Bionic armed woman regains sense of touch
Although Matsushita and Activelink have rolled out a rehabilitating robotic suit aimed at giving handicapped individuals their ability to maneuver their own body parts once again, it appears that Claudia Mitchell has regained her sense of movement using a slightly different apparatus. Touted as wearing the "world's first" bionic arm controlled by thought alone, she now has the ability to carry out simple, albeit quite critical tasks again such as cutting up food. Doctors have re-routed the nerve endings in her arm to "a patch of skin on her chest," essentially enabling her prosthetic arm to respond to her thoughts concerning movement. Furthermore, a recent study of her wrist, hand, and elbow functions revealed that she could perform tasks "four times quicker than with a conventional prosthesis," and the team hopes to install "touch sensors" on the artificial hand in order to allow for tactile feedback in the future. Claudia seems to be understandably thrilled with the results thus far, as it even allows her to accomplish tasks such as putting on makeup and feeding herself -- but we're slightly disappointed that she apparently hasn't given a round of Wii Sports a go to build up those oh-so-crucial hand-eye coordination skills, but we're sure that challenge is just around the bend.[Via Digg]


















Amazing.
I for one welcome our limb controlling, Wii wrangling robotic overlords.
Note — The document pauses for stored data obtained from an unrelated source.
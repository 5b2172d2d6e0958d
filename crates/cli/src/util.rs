use anyhow::{Context, Result};
use serde::{Serialize, de::DeserializeOwned};
use typed_path::{Utf8NativePath, Utf8NativePathBuf};

// For argp::FromArgs
pub fn native_path(value: &str) -> Result<Utf8NativePathBuf, String> {
    Ok(Utf8NativePathBuf::from(value))
}

pub fn read_json<T: DeserializeOwned>(path: &Utf8NativePath) -> Result<T> {
    let data = std::fs::read(path.with_platform_encoding())
        .with_context(|| format!("Failed to read {}", path))?;
    serde_json::from_slice(&data).with_context(|| format!("Failed to parse {}", path))
}

pub fn write_json<T: Serialize>(path: &Utf8NativePath, value: &T) -> Result<()> {
    if let Some(parent) = path.parent()
        && !parent.as_str().is_empty()
    {
        std::fs::create_dir_all(parent.with_platform_encoding())
            .with_context(|| format!("Failed to create directory '{}'", parent))?;
    }
    let mut data = serde_json::to_vec_pretty(value)?;
    data.push(b'\n');
    std::fs::write(path.with_platform_encoding(), data)
        .with_context(|| format!("Failed to write output file '{}'", path))
}

pub fn write_text(path: &Utf8NativePath, contents: &str) -> Result<()> {
    std::fs::write(path.with_platform_encoding(), contents)
        .with_context(|| format!("Failed to write output file '{}'", path))
}
// Export boundary: what an external PDF rasterizer needs to print the CV.
// The page is captured as one image and scaled to fit a single A4 sheet.

use serde::Serialize;

use crate::document::session::EditorSession;
use crate::render::{render, RenderTree};

#[derive(Debug, Clone, Copy, PartialEq, Eq, Serialize)]
#[serde(rename_all = "lowercase")]
pub enum Orientation {
    Portrait,
}

/// Physical page the render tree is printed on.
#[derive(Debug, Clone, Copy, PartialEq, Serialize)]
pub struct PageSpec {
    pub format: &'static str,
    pub width_mm: f64,
    pub height_mm: f64,
    pub orientation: Orientation,
    /// Device pixels per CSS pixel when capturing the page.
    pub capture_scale: f64,
    pub jpeg_quality: f64,
}

pub const A4_PORTRAIT: PageSpec = PageSpec {
    format: "a4",
    width_mm: 210.0,
    height_mm: 297.0,
    orientation: Orientation::Portrait,
    capture_scale: 2.0,
    jpeg_quality: 0.98,
};

/// Where a captured image lands on the page, in millimetres.
#[derive(Debug, Clone, Copy, PartialEq, Serialize)]
pub struct Placement {
    pub x: f64,
    pub y: f64,
    pub width: f64,
    pub height: f64,
}

impl PageSpec {
    /// Scales a `width_px` × `height_px` capture to fit the page, centred, aspect preserved.
    pub fn fit(&self, width_px: f64, height_px: f64) -> Placement {
        if width_px <= 0.0 || height_px <= 0.0 {
            return Placement {
                x: 0.0,
                y: 0.0,
                width: self.width_mm,
                height: self.height_mm,
            };
        }
        let scale = (self.width_mm / width_px).min(self.height_mm / height_px);
        let width = width_px * scale;
        let height = height_px * scale;
        Placement {
            x: (self.width_mm - width) / 2.0,
            y: (self.height_mm - height) / 2.0,
            width,
            height,
        }
    }
}

/// `CV_<full name>.pdf`, each whitespace run in the name replaced by one `_`.
pub fn export_filename(full_name: &str) -> String {
    let mut name = String::with_capacity(full_name.len());
    let mut in_space = false;
    for c in full_name.chars() {
        if c.is_whitespace() {
            if !in_space {
                name.push('_');
            }
            in_space = true;
        } else {
            name.push(c);
            in_space = false;
        }
    }
    format!("CV_{name}.pdf")
}

#[derive(Debug, Clone, Serialize)]
pub struct ExportJob {
    pub filename: String,
    pub page: PageSpec,
    /// Present when the caller reported the capture size in pixels.
    #[serde(skip_serializing_if = "Option::is_none")]
    pub placement: Option<Placement>,
    pub tree: RenderTree,
}

pub fn prepare_export(session: &EditorSession, capture_px: Option<(f64, f64)>) -> ExportJob {
    let page = A4_PORTRAIT;
    ExportJob {
        filename: export_filename(&session.document().full_name),
        page,
        placement: capture_px.map(|(w, h)| page.fit(w, h)),
        tree: render(session),
    }
}

#[cfg(test)]
mod tests {
    use super::*;
    use crate::document::model::TextField;
    use crate::locale::Language;

    #[test]
    fn test_filename_collapses_whitespace_runs() {
        assert_eq!(export_filename("Mario Rossi"), "CV_Mario_Rossi.pdf");
        assert_eq!(export_filename("Anna  Maria\tBianchi"), "CV_Anna_Maria_Bianchi.pdf");
        assert_eq!(export_filename(" Lead "), "CV__Lead_.pdf");
        assert_eq!(export_filename(""), "CV_.pdf");
    }

    #[test]
    fn test_fit_tall_capture_is_height_bound_and_centred() {
        let close = |a: f64, b: f64| (a - b).abs() < 1e-9;
        let placement = A4_PORTRAIT.fit(1000.0, 2000.0);
        assert!(close(placement.height, 297.0));
        assert!(close(placement.width, 148.5));
        assert!(close(placement.x, 30.75));
        assert!(close(placement.y, 0.0));
    }

    #[test]
    fn test_fit_degenerate_capture_fills_page() {
        let placement = A4_PORTRAIT.fit(0.0, 100.0);
        assert_eq!((placement.width, placement.height), (210.0, 297.0));
    }

    #[test]
    fn test_prepare_export_uses_current_template_and_name() {
        let mut session = EditorSession::new(Language::It);
        session.set_text(TextField::FullName, "Giulia Verdi");
        let job = prepare_export(&session, None);
        assert_eq!(job.filename, "CV_Giulia_Verdi.pdf");
        assert_eq!(job.tree.template, session.template());
        assert_eq!(job.page.width_mm, 210.0);
        assert!(job.placement.is_none());

        let sized = prepare_export(&session, Some((2100.0, 2970.0)));
        assert!(sized.placement.is_some_and(|p| p.x.abs() < 1e-9));
    }
}
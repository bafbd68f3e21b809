//! Locale provider: section titles, seed content, and template chrome per display language.
//!
//! The language set is closed. Every table is a typed struct, so a locale that
//! forgets a section kind fails to compile rather than falling back at runtime.

mod tables;

use std::fmt;
use std::str::FromStr;

use serde::{Deserialize, Serialize};

use crate::document::model::{ListField, SectionKind};

/// Display languages the editor ships tables for.
#[derive(Debug, Clone, Copy, Default, PartialEq, Eq, Hash, Serialize, Deserialize)]
#[serde(rename_all = "lowercase")]
pub enum Language {
    #[default]
    It,
    Pt,
    En,
    Es,
}

impl Language {
    pub const ALL: [Language; 4] = [Language::It, Language::Pt, Language::En, Language::Es];

    pub fn as_str(self) -> &'static str {
        match self {
            Language::It => "it",
            Language::Pt => "pt",
            Language::En => "en",
            Language::Es => "es",
        }
    }

    /// Returns the static table for this language.
    pub fn locale(self) -> &'static Locale {
        match self {
            Language::It => &tables::IT,
            Language::Pt => &tables::PT,
            Language::En => &tables::EN,
            Language::Es => &tables::ES,
        }
    }
}

impl fmt::Display for Language {
    fn fmt(&self, f: &mut fmt::Formatter<'_>) -> fmt::Result {
        f.write_str(self.as_str())
    }
}

impl FromStr for Language {
    type Err = String;

    fn from_str(s: &str) -> Result<Self, Self::Err> {
        Language::ALL
            .into_iter()
            .find(|l| l.as_str().eq_ignore_ascii_case(s.trim()))
            .ok_or_else(|| format!("unsupported language '{s}'"))
    }
}

/// Everything the editor reads from one language.
#[derive(Debug)]
pub struct Locale {
    pub label: &'static str,
    pub section_titles: LocalizedTitles,
    pub defaults: EntryDefaults,
    pub chrome: TemplateChrome,
    pub captions: Captions,
}

#[derive(Debug)]
pub struct LocalizedTitles {
    pub experience: &'static str,
    pub education: &'static str,
    pub skills: &'static str,
    pub languages: &'static str,
    pub soft_skills: &'static str,
    pub summary: &'static str,
    pub contact: &'static str,
    pub social: &'static str,
    pub personal_info: &'static str,
}

impl LocalizedTitles {
    pub fn get(&self, kind: SectionKind) -> &'static str {
        match kind {
            SectionKind::Experience => self.experience,
            SectionKind::Education => self.education,
            SectionKind::Skills => self.skills,
            SectionKind::Languages => self.languages,
            SectionKind::SoftSkills => self.soft_skills,
            SectionKind::Summary => self.summary,
            SectionKind::Contact => self.contact,
            SectionKind::Social => self.social,
            SectionKind::PersonalInfo => self.personal_info,
        }
    }
}

#[derive(Debug)]
pub struct ExperienceDefaults {
    pub company: &'static str,
    pub role: &'static str,
    pub period: &'static str,
    pub description: &'static str,
}

#[derive(Debug)]
pub struct EducationDefaults {
    pub school: &'static str,
    pub degree: &'static str,
    pub year: &'static str,
}

#[derive(Debug)]
pub struct ListDefaults {
    pub skills: &'static str,
    pub languages: &'static str,
    pub soft_skills: &'static str,
}

impl ListDefaults {
    pub fn get(&self, field: ListField) -> &'static str {
        match field {
            ListField::Skills => self.skills,
            ListField::Languages => self.languages,
            ListField::SoftSkills => self.soft_skills,
        }
    }
}

/// Seed content for freshly added entries and list items.
#[derive(Debug)]
pub struct EntryDefaults {
    pub experience: ExperienceDefaults,
    pub education: EducationDefaults,
    pub list_items: ListDefaults,
    /// Shown in place of an empty portfolio URL by templates that always list it.
    pub website_label: &'static str,
}

/// Static strings templates print around the document content. Never editable.
#[derive(Debug)]
pub struct TemplateChrome {
    pub curriculum_title: &'static str,
    pub status_label: &'static str,
    pub role_label: &'static str,
    pub available_for_hire: &'static str,
    pub stack_label: &'static str,
    pub network_label: &'static str,
    pub email_label: &'static str,
}

#[derive(Debug)]
pub struct Captions {
    pub experiences_label: &'static str,
    pub education_label: &'static str,
    pub skills_label: &'static str,
    pub languages_label: &'static str,
    pub soft_skills_label: &'static str,
    pub add_experience: &'static str,
    pub add_education: &'static str,
    pub empty_experience: &'static str,
    pub empty_education: &'static str,
    pub empty_skills: &'static str,
    pub empty_languages: &'static str,
    pub empty_soft_skills: &'static str,
    pub empty_skill_fallback: &'static str,
    pub empty_language_fallback: &'static str,
    pub empty_soft_skill_fallback: &'static str,
    pub privacy_note: &'static str,
}

impl Captions {
    /// Caption shown when a positional list has no items.
    pub fn empty_list(&self, field: ListField) -> &'static str {
        match field {
            ListField::Skills => self.empty_skills,
            ListField::Languages => self.empty_languages,
            ListField::SoftSkills => self.empty_soft_skills,
        }
    }

    /// Caption shown in place of a list item whose text is blank.
    pub fn blank_item(&self, field: ListField) -> &'static str {
        match field {
            ListField::Skills => self.empty_skill_fallback,
            ListField::Languages => self.empty_language_fallback,
            ListField::SoftSkills => self.empty_soft_skill_fallback,
        }
    }

    pub fn list_label(&self, field: ListField) -> &'static str {
        match field {
            ListField::Skills => self.skills_label,
            ListField::Languages => self.languages_label,
            ListField::SoftSkills => self.soft_skills_label,
        }
    }
}
//! Template Projection Engine.
//!
//! A render is a pure function of (document, language, tracker): the same
//! inputs always yield an equal tree, so switching template and back loses
//! nothing. Templates only read; every editable leaf carries the binding the
//! session needs to write the edit back.

pub mod context;
pub mod outline;
pub mod photo;
pub mod templates;

use serde::Serialize;

use crate::document::editable::EditableRegion;
use crate::document::model::{Collection, CvDocument, EntryId, SectionKind, TemplateKind, TextField};
use crate::document::session::EditorSession;
use crate::document::tracker::EditTracker;
use crate::locale::Language;

pub use context::{EmptyPolicy, Projection};
pub use photo::{PhotoShape, PhotoStyle, PhotoView};

#[derive(Debug, Clone, Copy, PartialEq, Eq, Serialize)]
#[serde(rename_all = "snake_case")]
pub enum Region {
    /// Root of every template.
    Page,
    Header,
    Sidebar,
    Main,
    Footer,
    Column,
    /// Full-width strip, used for footers that span the page.
    Band,
    /// Decorative color bar with no content.
    Accent,
    /// Console-styled block.
    Terminal,
}

#[derive(Debug, Clone, Copy, PartialEq, Eq, Serialize)]
#[serde(rename_all = "snake_case")]
pub enum Icon {
    Mail,
    Phone,
    MapPin,
    Globe,
    Linkedin,
    Github,
    ExternalLink,
    Instagram,
    Twitter,
    User,
    Check,
    Dot,
    Code,
}

impl Icon {
    /// Icon paired with a social field. Non-social fields get a globe.
    pub fn social(field: TextField) -> Icon {
        match field {
            TextField::Linkedin => Icon::Linkedin,
            TextField::Github => Icon::Github,
            TextField::Portfolio => Icon::ExternalLink,
            TextField::Instagram => Icon::Instagram,
            TextField::Twitter => Icon::Twitter,
            _ => Icon::Globe,
        }
    }
}

#[derive(Debug, Clone, PartialEq, Serialize)]
#[serde(tag = "node", rename_all = "snake_case")]
pub enum RenderNode {
    Region {
        region: Region,
        children: Vec<RenderNode>,
    },
    Section {
        section: SectionKind,
        children: Vec<RenderNode>,
    },
    Entry {
        collection: Collection,
        id: EntryId,
        children: Vec<RenderNode>,
    },
    Row {
        children: Vec<RenderNode>,
    },
    Editable(EditableRegion),
    /// Static template text. Never editable.
    Label {
        text: String,
    },
    /// Localized hint shown in place of an empty collection.
    Caption {
        text: String,
    },
    Icon {
        icon: Icon,
    },
    Photo(PhotoView),
}

impl RenderNode {
    pub fn region(region: Region, children: Vec<RenderNode>) -> Self {
        RenderNode::Region { region, children }
    }

    pub fn section(section: SectionKind, children: Vec<RenderNode>) -> Self {
        RenderNode::Section { section, children }
    }

    pub fn row(children: Vec<RenderNode>) -> Self {
        RenderNode::Row { children }
    }

    pub fn label(text: impl Into<String>) -> Self {
        RenderNode::Label { text: text.into() }
    }

    pub fn caption(text: impl Into<String>) -> Self {
        RenderNode::Caption { text: text.into() }
    }

    pub fn icon(icon: Icon) -> Self {
        RenderNode::Icon { icon }
    }

    pub fn children(&self) -> &[RenderNode] {
        match self {
            RenderNode::Region { children, .. }
            | RenderNode::Section { children, .. }
            | RenderNode::Entry { children, .. }
            | RenderNode::Row { children } => children,
            _ => &[],
        }
    }

    /// Depth-first walk over this node and all descendants.
    pub fn walk<'a>(&'a self, visit: &mut impl FnMut(&'a RenderNode)) {
        visit(self);
        for child in self.children() {
            child.walk(visit);
        }
    }

    pub fn editables(&self) -> Vec<&EditableRegion> {
        let mut found = Vec::new();
        self.walk(&mut |node| {
            if let RenderNode::Editable(region) = node {
                found.push(region);
            }
        });
        found
    }

    pub fn sections(&self) -> Vec<SectionKind> {
        let mut found = Vec::new();
        self.walk(&mut |node| {
            if let RenderNode::Section { section, .. } = node {
                found.push(*section);
            }
        });
        found
    }
}

/// A projected CV page.
#[derive(Debug, Clone, PartialEq, Serialize)]
pub struct RenderTree {
    pub template: TemplateKind,
    pub language: Language,
    pub root: RenderNode,
}

impl RenderTree {
    pub fn editables(&self) -> Vec<&EditableRegion> {
        self.root.editables()
    }

    pub fn sections(&self) -> Vec<SectionKind> {
        self.root.sections()
    }
}

/// Projects `doc` through its selected template.
pub fn project(doc: &CvDocument, language: Language, tracker: &EditTracker) -> RenderTree {
    let projection = Projection::new(doc, language.locale(), tracker);
    let layout = templates::lookup(doc.template);
    RenderTree {
        template: doc.template,
        language,
        root: layout(&projection),
    }
}

pub fn render(session: &EditorSession) -> RenderTree {
    project(session.document(), session.language(), session.tracker())
}
pub mod editor;
pub mod enhance;
pub mod health;

use axum::{
    extract::DefaultBodyLimit,
    routing::{get, patch, post, put},
    Router,
};

use crate::state::AppState;

/// Cap on request bodies outside the photo upload route.
pub const JSON_BODY_LIMIT: usize = 1_000_000;

pub fn build_router(state: AppState) -> Router {
    Router::new()
        .route("/health", get(health::health_handler))
        .route("/api/health", get(health::api_health_handler))
        // Text enhancement proxy
        .route("/api/optimize", post(enhance::handle_optimize))
        .route("/api/translate", post(enhance::handle_translate))
        // Editor session
        .route("/api/v1/cv", get(editor::handle_get_cv))
        .route("/api/v1/cv/render", get(editor::handle_render))
        .route("/api/v1/cv/outline", get(editor::handle_outline))
        .route("/api/v1/cv/focus", post(editor::handle_focus))
        .route("/api/v1/cv/blur", post(editor::handle_blur))
        .route("/api/v1/cv/experiences", post(editor::handle_add_experience))
        .route(
            "/api/v1/cv/experiences/:id",
            patch(editor::handle_update_experience).delete(editor::handle_remove_experience),
        )
        .route("/api/v1/cv/education", post(editor::handle_add_education))
        .route(
            "/api/v1/cv/education/:id",
            patch(editor::handle_update_education).delete(editor::handle_remove_education),
        )
        .route("/api/v1/cv/lists/:field", post(editor::handle_add_list_item))
        .route(
            "/api/v1/cv/lists/:field/:index",
            patch(editor::handle_update_list_item).delete(editor::handle_remove_list_item),
        )
        .route("/api/v1/cv/template", put(editor::handle_set_template))
        .route("/api/v1/cv/locale", put(editor::handle_set_locale))
        .route(
            "/api/v1/cv/photo",
            post(editor::handle_upload_photo)
                .delete(editor::handle_remove_photo)
                .layer(DefaultBodyLimit::max(editor::PHOTO_BODY_LIMIT)),
        )
        .route("/api/v1/cv/photo/drag/start", post(editor::handle_drag_start))
        .route("/api/v1/cv/photo/drag/move", post(editor::handle_drag_move))
        .route("/api/v1/cv/photo/drag/end", post(editor::handle_drag_end))
        .route(
            "/api/v1/cv/summary/optimize",
            post(editor::handle_optimize_summary),
        )
        // Snapshot persistence and export
        .route("/api/v1/cv/save", post(editor::handle_save))
        .route("/api/v1/cv/load", post(editor::handle_load))
        .route("/api/v1/cv/export", get(editor::handle_export))
        .layer(DefaultBodyLimit::max(JSON_BODY_LIMIT))
        .with_state(state)
}

#[cfg(test)]
pub(crate) mod test_support {
    use std::sync::Arc;

    use async_trait::async_trait;
    use axum::{
        body::Body,
        http::{Method, Request, StatusCode},
        Router,
    };
    use serde_json::Value;
    use tempfile::TempDir;
    use tokio::sync::Notify;
    use tower::ServiceExt;

    use super::build_router;
    use crate::config::Config;
    use crate::llm_client::{LlmError, TextEnhancer};
    use crate::state::AppState;

    /// Deterministic enhancer that tags its input.
    pub struct StubEnhancer;

    #[async_trait]
    impl TextEnhancer for StubEnhancer {
        async fn optimize(&self, text: &str, context: &str) -> Result<String, LlmError> {
            Ok(format!("[optimized:{context}] {text}"))
        }

        async fn translate(&self, text: &str) -> Result<String, LlmError> {
            Ok(format!("[translated] {text}"))
        }
    }

    /// Enhancer whose every call fails upstream.
    pub struct FailingEnhancer;

    #[async_trait]
    impl TextEnhancer for FailingEnhancer {
        async fn optimize(&self, _text: &str, _context: &str) -> Result<String, LlmError> {
            Err(LlmError::Api {
                status: 503,
                message: "overloaded".to_string(),
            })
        }

        async fn translate(&self, _text: &str) -> Result<String, LlmError> {
            Err(LlmError::EmptyContent)
        }
    }

    /// Enhancer that signals `entered` and then waits for `release` before answering.
    #[derive(Default)]
    pub struct GatedEnhancer {
        pub entered: Notify,
        pub release: Notify,
    }

    #[async_trait]
    impl TextEnhancer for GatedEnhancer {
        async fn optimize(&self, text: &str, _context: &str) -> Result<String, LlmError> {
            self.entered.notify_one();
            self.release.notified().await;
            Ok(format!("[gated] {text}"))
        }

        async fn translate(&self, text: &str) -> Result<String, LlmError> {
            Ok(text.to_string())
        }
    }

    pub fn test_app() -> (Router, TempDir) {
        test_app_with(Arc::new(StubEnhancer))
    }

    pub fn test_app_with(enhancer: Arc<dyn TextEnhancer>) -> (Router, TempDir) {
        let dir = tempfile::tempdir().unwrap();
        let snapshot_path = dir.path().join("cv.json").display().to_string();
        let config = Config::from_lookup(|key| match key {
            "SNAPSHOT_PATH" => Some(snapshot_path.clone()),
            _ => None,
        })
        .unwrap();
        (build_router(AppState::new(config, enhancer)), dir)
    }

    /// Sends one request. An empty body comes back as `Value::Null`, a non-JSON one
    /// as `Value::String`.
    pub async fn send(app: &Router, req: Request<Body>) -> (StatusCode, Value) {
        let response = app.clone().oneshot(req).await.unwrap();
        let status = response.status();
        let bytes = axum::body::to_bytes(response.into_body(), usize::MAX)
            .await
            .unwrap();
        let body = if bytes.is_empty() {
            Value::Null
        } else {
            serde_json::from_slice(&bytes)
                .unwrap_or_else(|_| Value::String(String::from_utf8_lossy(&bytes).into_owned()))
        };
        (status, body)
    }

    pub fn json_request(method: Method, uri: &str, body: Value) -> Request<Body> {
        Request::builder()
            .method(method)
            .uri(uri)
            .header("content-type", "application/json")
            .body(Body::from(body.to_string()))
            .unwrap()
    }

    pub fn empty_request(method: Method, uri: &str) -> Request<Body> {
        Request::builder()
            .method(method)
            .uri(uri)
            .body(Body::empty())
            .unwrap()
    }
}

#[cfg(test)]
mod tests {
    use axum::body::Body;
    use axum::http::{Method, Request, StatusCode};
    use serde_json::json;

    use super::test_support::{json_request, send, test_app};
    use super::JSON_BODY_LIMIT;

    #[tokio::test]
    async fn test_oversized_json_body_is_rejected() {
        let (app, _dir) = test_app();
        let text = "a".repeat(JSON_BODY_LIMIT + 1);
        let (status, _) = send(
            &app,
            json_request(Method::POST, "/api/optimize", json!({ "text": text })),
        )
        .await;
        assert_eq!(status, StatusCode::PAYLOAD_TOO_LARGE);
    }

    #[tokio::test]
    async fn test_photo_upload_may_exceed_json_limit() {
        let (app, _dir) = test_app();
        let boundary = "cvstudio-boundary";
        let image = "P".repeat(JSON_BODY_LIMIT * 2);
        let body = format!(
            "--{boundary}\r\nContent-Disposition: form-data; name=\"file\"; filename=\"me.png\"\r\n\
             Content-Type: image/png\r\n\r\n{image}\r\n--{boundary}--\r\n"
        );
        let request = Request::builder()
            .method(Method::POST)
            .uri("/api/v1/cv/photo")
            .header("content-type", format!("multipart/form-data; boundary={boundary}"))
            .body(Body::from(body))
            .unwrap();
        let (status, _) = send(&app, request).await;
        assert_eq!(status, StatusCode::OK);
    }
}
impl CvDocument {
    pub fn text(&self, field: TextField) -> &str {
        match field {
            TextField::FullName => &self.full_name,
            TextField::Role => &self.role,
            TextField::Email => &self.email,
            TextField::Phone => &self.phone,
            TextField::Location => &self.location,
            TextField::Nationality => &self.nationality,
            TextField::BirthDate => &self.birth_date,
            TextField::Summary => &self.summary,
            TextField::Linkedin => &self.linkedin,
            TextField::Github => &self.github,
            TextField::Portfolio => &self.portfolio,
            TextField::Instagram => &self.instagram,
            TextField::Twitter => &self.twitter,
        }
    }

    pub fn text_mut(&mut self, field: TextField) -> &mut String {
        match field {
            TextField::FullName => &mut self.full_name,
            TextField::Role => &mut self.role,
            TextField::Email => &mut self.email,
            TextField::Phone => &mut self.phone,
            TextField::Location => &mut self.location,
            TextField::Nationality => &mut self.nationality,
            TextField::BirthDate => &mut self.birth_date,
            TextField::Summary => &mut self.summary,
            TextField::Linkedin => &mut self.linkedin,
            TextField::Github => &mut self.github,
            TextField::Portfolio => &mut self.portfolio,
            TextField::Instagram => &mut self.instagram,
            TextField::Twitter => &mut self.twitter,
        }
    }

    pub fn list(&self, field: ListField) -> &[String] {
        match field {
            ListField::Skills => &self.skills,
            ListField::Languages => &self.languages,
            ListField::SoftSkills => &self.soft_skills,
        }
    }

    pub fn list_mut(&mut self, field: ListField) -> &mut Vec<String> {
        match field {
            ListField::Skills => &mut self.skills,
            ListField::Languages => &mut self.languages,
            ListField::SoftSkills => &mut self.soft_skills,
        }
    }

    /// Socials whose trimmed value is non-empty, in print order.
    pub fn present_socials(&self) -> Vec<(TextField, &str)> {
        TextField::SOCIALS
            .into_iter()
            .map(|f| (f, self.text(f)))
            .filter(|(_, v)| !v.trim().is_empty())
            .collect()
    }

    pub fn experience(&self, id: &EntryId) -> Option<&Experience> {
        self.experiences.iter().find(|e| &e.id == id)
    }

    pub fn education_entry(&self, id: &EntryId) -> Option<&Education> {
        self.education.iter().find(|e| &e.id == id)
    }

    pub fn contains_entry(&self, collection: Collection, id: &EntryId) -> bool {
        match collection {
            Collection::Experience => self.experience(id).is_some(),
            Collection::Education => self.education_entry(id).is_some(),
        }
    }

    pub fn has_photo(&self) -> bool {
        self.profile_image.is_some()
    }
}
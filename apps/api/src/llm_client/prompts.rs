// Prompt builders for the text-enhancement calls. The wording targets Italian CVs.

/// Context passed with the summary when the editor optimizes it.
pub const SUMMARY_CONTEXT: &str = "Profilo professionale per un programmatore e marketer";

pub fn optimize_prompt(text: &str, context: &str) -> String {
    format!(
        "Agisci come un esperto HR italiano. Ottimizza il seguente testo per un Curriculum Vitae professionale in Italia.\n\
         Contesto: {context}.\n\
         Testo originale: \"{text}\".\n\
         Rispondi solo con il testo ottimizzato in italiano formale."
    )
}

pub fn translate_prompt(text: &str) -> String {
    format!(
        "Traduci professionalmente in italiano per un CV: \"{text}\". Rispondi solo con la traduzione."
    )
}
use crate::document::model::{ExperienceField as Exp, ListField, SectionKind, TextField};
use crate::document::name::NamePart;
use crate::render::{EmptyPolicy, Projection, Region, RenderNode};

pub fn layout(p: &Projection<'_>) -> RenderNode {
    let chrome = &p.locale.chrome;
    let terminal = RenderNode::region(
        Region::Terminal,
        vec![
            RenderNode::row(vec![RenderNode::label("> "), p.name(NamePart::Handle)]),
            RenderNode::row(vec![
                RenderNode::label(format!(
                    "{}: {} | {}: ",
                    chrome.status_label, chrome.available_for_hire, chrome.role_label
                )),
                p.text(TextField::Role),
            ]),
        ],
    );

    let mut main = vec![p.summary_section(true)];
    main.extend(p.experience_section(
        &[Exp::Role, Exp::Company, Exp::Period, Exp::Description],
        EmptyPolicy::Caption,
    ));

    let mut stack = vec![RenderNode::label(chrome.stack_label)];
    stack.extend(
        p.list_body(ListField::Skills, EmptyPolicy::Caption, None)
            .unwrap_or_default(),
    );

    let mut network = vec![
        RenderNode::label(chrome.network_label),
        RenderNode::row(vec![
            RenderNode::label(format!("{}: ", chrome.email_label)),
            p.text(TextField::Email),
        ]),
    ];
    network.extend(p.socials());

    RenderNode::region(
        Region::Page,
        vec![
            terminal,
            RenderNode::region(Region::Main, main),
            RenderNode::region(
                Region::Sidebar,
                vec![
                    RenderNode::section(SectionKind::Skills, stack),
                    RenderNode::section(SectionKind::Contact, network),
                ],
            ),
        ],
    )
}
use std::sync::Arc;

use tokio::sync::Mutex;

use crate::config::Config;
use crate::document::EditorSession;
use crate::llm_client::TextEnhancer;
use crate::persistence::SnapshotStore;

/// Shared application state injected into all route handlers via Axum extractors.
#[derive(Clone)]
pub struct AppState {
    /// The one editing session. Every mutation holds the lock for its full duration.
    pub session: Arc<Mutex<EditorSession>>,
    /// Pluggable enhancer. Default: GeminiClient.
    pub enhancer: Arc<dyn TextEnhancer>,
    pub snapshots: SnapshotStore,
    pub config: Config,
}

impl AppState {
    pub fn new(config: Config, enhancer: Arc<dyn TextEnhancer>) -> Self {
        Self {
            session: Arc::new(Mutex::new(EditorSession::new(config.default_language))),
            enhancer,
            snapshots: SnapshotStore::new(config.snapshot_path.clone()),
            config,
        }
    }
}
"Bionic armed woman regains sense of touch"
"...the team hopes to install "touch sensors" on the artificial hand in order to allow for tactile feedback in the future."
Nothing like overly sensational and totally inaccurate headlines eh?
WOW! This is really cool ... I guess those ideas from movies with people walking around being half robots are closer than we think ... And it's good!
Peconi
www.VistaJuice.com
Rivet, no kidding. The headline is an outright lie.
learned about this in class. And there was a guy that's had this for a while, so I don't think she's the first... maybe the first with the commercial version of the product or something.
They take the ends of nerves that used to feed the missing arm and use them to innervate bundles of the pectoral muscles (which is no longer used because the patient has no arm!). Then they used surface electrodes to pick-up when the pectoral muscles are being flexed (which occurs when the patient "trys" to move her missing arm). Use this pattern of activation to send inputs to the arm actuators and volia!
Note that there are 3 set of muscle bundles (see pic). In the testing with the other dude I saw he was able to control 2 of the 3 types of motion at once (any combo i believe). cool stuff!
It's no lie about the sense of touch, if you actually read the article then you'd know that "Sensation nerves on the hand are re-routed to a patch of skin on the chest giving patient the sense of touch"
This stuff is awesome. It'll be great when we can get the cost low enough that anybody can get one, instead of just the insanely rich.
Anyone know how these are powered?
Anyone else thinking: Borg?
According to the article this woman has not yet regained her sense of touch, did the person who wrote the headline actually read it, or is just a copy and paste from all the other sites that are passing around this error?
No you fools! It's a headline from the FUTURE! About a completely unrelated thing!
But seriously, can we get some journalistic accountability? Shouldn't you update the article and change the title? Because really, it isn't true, at all. I've seen updates like that before, i know you can... Come on now, you know you want to...
I don't ever hate on engadget like some people do, but this is just bad....
-Taylor
I'm not overly surprised at the rate prosthetic research and development is progressing. You hear about the deaths in Iraq. What you don't hear about on the nightly news is how many of our troops survived but lost a limb. The VA hospital is so packed here in MN that veterans from that police action are finding it hard to even get on a waiting list for things like surgery. God knows my macanic can't. He's on a 9 month waiting list.
While this is going to be a godsend for many, the reason such things are progressing so fast is still grim.
This was first achieved last year on a man named Jesse Sullivan. Here is the full article on cnn.
http://www.cnn.com/2006/US/03/22/btsc.oppenheim.bionic/
Wouldn't it be great to get (hopefully detacheable) extra limbs like this, not just replacements?
It's pretty awesome. The idea of hooking up nerve endings to electronic devices is pretty old but it's amazing to see somebody _make it work_. I am sure there's a long way to go, but I do hope they continue this research full speed so in 20 years or so they can do real robotic limb replacements. Maybe in a choice of colors and styles and of course with built-in gadgets.
In fact, there's so much more potential to this technology, for all of us. It's amazing.
This technology is being mis-used... if they can do this, they should be able to hook us up right to a computer.